### Your instructions:
Return every entry exactly as written.

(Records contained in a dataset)
- Opening Delimiter -

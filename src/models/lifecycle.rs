//! Allowed-transition tables for stateful records

use std::fmt::Debug;

/// A state enum whose legal moves are listed in one table.
///
/// A state with no outgoing transition is terminal.
pub trait Lifecycle: Copy + Eq + Debug + 'static {
    const TRANSITIONS: &'static [(Self, Self)];

    fn can_transition_to(self, next: Self) -> bool {
        Self::TRANSITIONS
            .iter()
            .any(|&(from, to)| from == self && to == next)
    }

    fn is_terminal(self) -> bool {
        !Self::TRANSITIONS.iter().any(|&(from, _)| from == self)
    }
}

- Closing Delimiter -

### Solution to this task:
filename src/models/lifecycle.rs
//! Allowed-transition tables for stateful records

use std::fmt::Debug;

/// A state enum whose legal moves are listed in one table.
///
/// A state with no outgoing transition is terminal.
pub trait Lifecycle: Copy + Eq + Debug + 'static {
    const TRANSITIONS: &'static [(Self, Self)];

    fn can_transition_to(self, next: Self) -> bool {
        Self::TRANSITIONS
            .iter()
            .any(|&(from, to)| from == self && to == next)
    }

    fn is_terminal(self) -> bool {
        !Self::TRANSITIONS.iter().any(|&(from, _)| from == self)
    }
}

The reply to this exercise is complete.